I have to tell the true that local password of MSN & GTalk can be easily hacked. You can even find the local password directly by using a hack tool named MessenPass. This means it is high risky if you save the password of MSN or GTalk in the local PC.
MessenPass can be used to get the passwords for the current logged-on user on your local computer, and it works if you chose the remember your password in one of the above programs.
Password hashing is a way of encrypting a password before it's stored so that if local computer gets into the wrong hands, the damage is limited. Hashing is nothing new - it's been in use in Unix system password files since long before my time, and quite probably in other systems long before that.

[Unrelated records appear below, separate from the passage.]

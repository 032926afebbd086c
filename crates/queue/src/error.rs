use std::time::Duration;

use drawq_core::{CoreError, TaskId};
use drawq_store::StoreError;

/// Failures that end a task's execution unexpectedly.
///
/// None of these reach the submitting caller: the worker logs them and
/// marks the task `FAILURE`.
#[derive(Debug, thiserror::Error)]
pub enum QueueError {
    /// The backend reported nothing within the configured bound.
    #[error("No status reported within {0:?}")]
    WaitTimeout(Duration),

    #[error(transparent)]
    Store(#[from] StoreError),

    #[error(transparent)]
    Core(#[from] CoreError),

    #[error("Status channel closed for task {0}")]
    ChannelClosed(TaskId),

    #[error("Task execution panicked: {0}")]
    Panicked(String),
}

A hash (also called a hash code, digest, or message digest) can be thought of as the digital fingerprint of a piece of data. You can easily generate a fixed length hash for any text string using a one-way mathematical process. It is next to impossible to (efficiently) recover the original text from a hash alone. It is also vastly unlikely that any different text string will give you an identical hash - a 'hash collision'. These properties make hashes ideally suited for storing your application's passwords. Why? Because although an attacker may compromise a part of your system and reveal your list of password hashes, they can't determine from the hashes alone what the real passwords are.
We've established that it's incredibly difficult to recover the original password from a hash, so how will the application know if a user has entered the correct password or not? Quite simply - by generating a hash of the user-supplied password and comparing this 'fingerprint' with the hash stored in your user profile, you'll know whether or not the passwords match.